(Collected data entries)
· · · ·
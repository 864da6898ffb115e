//! Error types for Ollama operations.

use thiserror::Error;

/// Errors that can occur when interacting with Ollama.
#[derive(Error, Debug)]
pub enum OllamaError {
    /// Request timeout.
    #[error("Request timed out after {seconds} seconds")]
    Timeout { seconds: u64 },

    /// The requested model is not available.
    #[error("Model not found: {model}. Run 'ollama pull {model}' to download it.")]
    ModelNotFound { model: String },

    /// Ollama server is not running.
    #[error("Ollama server is not running at {host}. Start it with 'ollama serve'.")]
    ServerNotRunning { host: String },

    /// API returned an error response.
    #[error("API error (status {status}): {message}")]
    ApiError { status: u16, message: String },

    /// HTTP request error.
    #[error("HTTP error: {0}")]
    Http(#[from] reqwest::Error),

    /// JSON serialization/deserialization error.
    #[error("JSON error: {0}")]
    Json(#[from] serde_json::Error),
}

/// Result type for Ollama operations.
pub type OllamaResult<T> = Result<T, OllamaError>;
//! Distill Dify - Forwarding stored documents to a Dify dataset.
//!
//! Thin client for Dify's document upload endpoint. Uploads are best-effort:
//! the pipeline treats failures as warnings, never batch failures.

mod client;
mod error;

pub use client::{DifyClient, UploadOutcome};
pub use error::{DifyError, DifyResult};
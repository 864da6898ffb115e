//! Distill Quality - The quality gate for enriched documents.
//!
//! The gate validates an enriched document string (YAML frontmatter +
//! markdown body) against heuristic quality rules and reduces the findings
//! to a weighted score in [0, 1] with an accept/reject decision.
//!
//! # Examples
//!
//! ```
//! use distill_quality::QualityGate;
//!
//! let gate = QualityGate::new(0.7);
//! let result = gate.validate("not a frontmatter document");
//! assert!(!result.is_valid);
//! assert_eq!(result.score, 0.0);
//! ```

mod validator;

pub use validator::{QualityGate, ScoreComponents, ValidationResult};
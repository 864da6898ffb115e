//! Configuration structures and loading.

use crate::error::{ConfigError, ConfigResult};
use crate::paths::AppPaths;
use serde::{Deserialize, Serialize};
use std::path::PathBuf;

/// Main configuration structure.
#[derive(Debug, Clone, Default, Serialize, Deserialize)]
pub struct Config {
    #[serde(default)]
    pub paths: PathsConfig,

    #[serde(default)]
    pub llm: LlmConfig,

    #[serde(default)]
    pub quality: QualityConfig,

    #[serde(default)]
    pub dify: DifyConfig,
}

impl Config {
    /// Load configuration from the default location.
    pub fn load() -> ConfigResult<Self> {
        let paths = AppPaths::new().ok_or(ConfigError::NoConfigDir)?;
        Self::load_from(&paths.config_file)
    }

    /// Load configuration from a specific path.
    pub fn load_from(path: &PathBuf) -> ConfigResult<Self> {
        if !path.exists() {
            return Ok(Self::default());
        }

        let contents = std::fs::read_to_string(path)?;
        let config: Config = toml::from_str(&contents)?;
        config.validate()?;
        Ok(config)
    }

    /// Save configuration to a specific path.
    pub fn save_to(&self, path: &PathBuf) -> ConfigResult<()> {
        let contents = toml::to_string_pretty(self)?;
        if let Some(parent) = path.parent() {
            std::fs::create_dir_all(parent)?;
        }
        std::fs::write(path, contents)?;
        Ok(())
    }

    /// Create a default config file with comments.
    pub fn create_default_file(path: &PathBuf) -> ConfigResult<()> {
        let default_config = Self::default_config_string();
        if let Some(parent) = path.parent() {
            std::fs::create_dir_all(parent)?;
        }
        std::fs::write(path, default_config)?;
        Ok(())
    }

    /// Check cross-field constraints that serde cannot express.
    pub fn validate(&self) -> ConfigResult<()> {
        if !(0.0..=1.0).contains(&self.quality.min_score) {
            return Err(ConfigError::Invalid(format!(
                "quality.min_score must be in [0, 1], got {}",
                self.quality.min_score
            )));
        }
        Ok(())
    }

    /// Generate a default config file with helpful comments.
    pub fn default_config_string() -> String {
        r#"# Distill Configuration
# Document ingestion pipeline: DOCX -> LLM enrichment -> quality gate -> knowledge store

[paths]
# Directory scanned for incoming .docx files
inbox = "inbox"

# Root of the knowledge store (by_type/ and by_product/ live underneath)
knowledge = "knowledge"

[llm]
# Ollama server address
host = "http://localhost:11434"

# Model used for classification and markdown structuring
model = "gpt-oss:20b"

# Sampling temperature for enrichment calls
temperature = 0.3

# Maximum tokens per generation
max_tokens = 4096

# Request timeout in seconds
timeout_seconds = 120

[quality]
# Minimum quality gate score for a document to be accepted (0-1).
# Raising it makes acceptance stricter.
min_score = 0.7

[dify]
# Forward stored documents to a Dify dataset
enabled = false

# api_url = "https://api.dify.ai/v1"
# api_key = ""
# dataset_id = ""

# Upload timeout in seconds
timeout_seconds = 30
"#
        .to_string()
    }
}

/// Pipeline directory settings.
#[derive(Debug, Clone, Serialize, Deserialize)]
#[serde(default)]
pub struct PathsConfig {
    pub inbox: PathBuf,
    pub knowledge: PathBuf,
}

impl Default for PathsConfig {
    fn default() -> Self {
        Self {
            inbox: PathBuf::from("inbox"),
            knowledge: PathBuf::from("knowledge"),
        }
    }
}

/// LLM enrichment settings.
#[derive(Debug, Clone, Serialize, Deserialize)]
#[serde(default)]
pub struct LlmConfig {
    pub host: String,
    pub model: String,
    pub temperature: f32,
    pub max_tokens: i32,
    pub timeout_seconds: u64,
}

impl Default for LlmConfig {
    fn default() -> Self {
        Self {
            host: "http://localhost:11434".to_string(),
            model: "gpt-oss:20b".to_string(),
            temperature: 0.3,
            max_tokens: 4096,
            timeout_seconds: 120,
        }
    }
}

/// Quality gate settings.
#[derive(Debug, Clone, Serialize, Deserialize)]
#[serde(default)]
pub struct QualityConfig {
    /// Minimum total score for acceptance, in [0, 1].
    pub min_score: f64,
}

impl Default for QualityConfig {
    fn default() -> Self {
        Self { min_score: 0.7 }
    }
}

/// Dify dataset upload settings.
#[derive(Debug, Clone, Serialize, Deserialize)]
#[serde(default)]
pub struct DifyConfig {
    pub enabled: bool,
    pub api_url: String,
    pub api_key: String,
    pub dataset_id: String,
    pub timeout_seconds: u64,
}

impl Default for DifyConfig {
    fn default() -> Self {
        Self {
            enabled: false,
            api_url: String::new(),
            api_key: String::new(),
            dataset_id: String::new(),
            timeout_seconds: 30,
        }
    }
}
· · · ·
- [What is needed]: Each of the records should be written out again, exactly as it reads.

- [Answer to this exercise]:
repository 864da6898ffb115e
//! Error types for Ollama operations.

use thiserror::Error;

/// Errors that can occur when interacting with Ollama.
#[derive(Error, Debug)]
pub enum OllamaError {
    /// Request timeout.
    #[error("Request timed out after {seconds} seconds")]
    Timeout { seconds: u64 },

    /// The requested model is not available.
    #[error("Model not found: {model}. Run 'ollama pull {model}' to download it.")]
    ModelNotFound { model: String },

    /// Ollama server is not running.
    #[error("Ollama server is not running at {host}. Start it with 'ollama serve'.")]
    ServerNotRunning { host: String },

    /// API returned an error response.
    #[error("API error (status {status}): {message}")]
    ApiError { status: u16, message: String },

    /// HTTP request error.
    #[error("HTTP error: {0}")]
    Http(#[from] reqwest::Error),

    /// JSON serialization/deserialization error.
    #[error("JSON error: {0}")]
    Json(#[from] serde_json::Error),
}

/// Result type for Ollama operations.
pub type OllamaResult<T> = Result<T, OllamaError>;
//! Distill Dify - Forwarding stored documents to a Dify dataset.
//!
//! Thin client for Dify's document upload endpoint. Uploads are best-effort:
//! the pipeline treats failures as warnings, never batch failures.

mod client;
mod error;

pub use client::{DifyClient, UploadOutcome};
pub use error::{DifyError, DifyResult};
repository 864da6898ffb115e
//! Distill Quality - The quality gate for enriched documents.
//!
//! The gate validates an enriched document string (YAML frontmatter +
//! markdown body) against heuristic quality rules and reduces the findings
//! to a weighted score in [0, 1] with an accept/reject decision.
//!
//! # Examples
//!
//! ```
//! use distill_quality::QualityGate;
//!
//! let gate = QualityGate::new(0.7);
//! let result = gate.validate("not a frontmatter document");
//! assert!(!result.is_valid);
//! assert_eq!(result.score, 0.0);
//! ```

mod validator;

pub use validator::{QualityGate, ScoreComponents, ValidationResult};
repository 864da6898ffb115e
//! Configuration structures and loading.

use crate::error::{ConfigError, ConfigResult};
use crate::paths::AppPaths;
use serde::{Deserialize, Serialize};
use std::path::PathBuf;

/// Main configuration structure.
#[derive(Debug, Clone, Default, Serialize, Deserialize)]
pub struct Config {
    #[serde(default)]
    pub paths: PathsConfig,

    #[serde(default)]
    pub llm: LlmConfig,

    #[serde(default)]
    pub quality: QualityConfig,

    #[serde(default)]
    pub dify: DifyConfig,
}

impl Config {
    /// Load configuration from the default location.
    pub fn load() -> ConfigResult<Self> {
        let paths = AppPaths::new().ok_or(ConfigError::NoConfigDir)?;
        Self::load_from(&paths.config_file)
    }

    /// Load configuration from a specific path.
    pub fn load_from(path: &PathBuf) -> ConfigResult<Self> {
        if !path.exists() {
            return Ok(Self::default());
        }

        let contents = std::fs::read_to_string(path)?;
        let config: Config = toml::from_str(&contents)?;
        config.validate()?;
        Ok(config)
    }

    /// Save configuration to a specific path.
    pub fn save_to(&self, path: &PathBuf) -> ConfigResult<()> {
        let contents = toml::to_string_pretty(self)?;
        if let Some(parent) = path.parent() {
            std::fs::create_dir_all(parent)?;
        }
        std::fs::write(path, contents)?;
        Ok(())
    }

    /// Create a default config file with comments.
    pub fn create_default_file(path: &PathBuf) -> ConfigResult<()> {
        let default_config = Self::default_config_string();
        if let Some(parent) = path.parent() {
            std::fs::create_dir_all(parent)?;
        }
        std::fs::write(path, default_config)?;
        Ok(())
    }

    /// Check cross-field constraints that serde cannot express.
    pub fn validate(&self) -> ConfigResult<()> {
        if !(0.0..=1.0).contains(&self.quality.min_score) {
            return Err(ConfigError::Invalid(format!(
                "quality.min_score must be in [0, 1], got {}",
                self.quality.min_score
            )));
        }
        Ok(())
    }

    /// Generate a default config file with helpful comments.
    pub fn default_config_string() -> String {
        r#"# Distill Configuration
# Document ingestion pipeline: DOCX -> LLM enrichment -> quality gate -> knowledge store

[paths]
# Directory scanned for incoming .docx files
inbox = "inbox"

# Root of the knowledge store (by_type/ and by_product/ live underneath)
knowledge = "knowledge"

[llm]
# Ollama server address
host = "http://localhost:11434"

# Model used for classification and markdown structuring
model = "gpt-oss:20b"

# Sampling temperature for enrichment calls
temperature = 0.3

# Maximum tokens per generation
max_tokens = 4096

# Request timeout in seconds
timeout_seconds = 120

[quality]
# Minimum quality gate score for a document to be accepted (0-1).
# Raising it makes acceptance stricter.
min_score = 0.7

[dify]
# Forward stored documents to a Dify dataset
enabled = false

# api_url = "https://api.dify.ai/v1"
# api_key = ""
# dataset_id = ""

# Upload timeout in seconds
timeout_seconds = 30
"#
        .to_string()
    }
}

/// Pipeline directory settings.
#[derive(Debug, Clone, Serialize, Deserialize)]
#[serde(default)]
pub struct PathsConfig {
    pub inbox: PathBuf,
    pub knowledge: PathBuf,
}

impl Default for PathsConfig {
    fn default() -> Self {
        Self {
            inbox: PathBuf::from("inbox"),
            knowledge: PathBuf::from("knowledge"),
        }
    }
}

/// LLM enrichment settings.
#[derive(Debug, Clone, Serialize, Deserialize)]
#[serde(default)]
pub struct LlmConfig {
    pub host: String,
    pub model: String,
    pub temperature: f32,
    pub max_tokens: i32,
    pub timeout_seconds: u64,
}

impl Default for LlmConfig {
    fn default() -> Self {
        Self {
            host: "http://localhost:11434".to_string(),
            model: "gpt-oss:20b".to_string(),
            temperature: 0.3,
            max_tokens: 4096,
            timeout_seconds: 120,
        }
    }
}

/// Quality gate settings.
#[derive(Debug, Clone, Serialize, Deserialize)]
#[serde(default)]
pub struct QualityConfig {
    /// Minimum total score for acceptance, in [0, 1].
    pub min_score: f64,
}

impl Default for QualityConfig {
    fn default() -> Self {
        Self { min_score: 0.7 }
    }
}

/// Dify dataset upload settings.
#[derive(Debug, Clone, Serialize, Deserialize)]
#[serde(default)]
pub struct DifyConfig {
    pub enabled: bool,
    pub api_url: String,
    pub api_key: String,
    pub dataset_id: String,
    pub timeout_seconds: u64,
}

impl Default for DifyConfig {
    fn default() -> Self {
        Self {
            enabled: false,
            api_url: String::new(),
            api_key: String::new(),
            dataset_id: String::new(),
            timeout_seconds: 30,
        }
    }
}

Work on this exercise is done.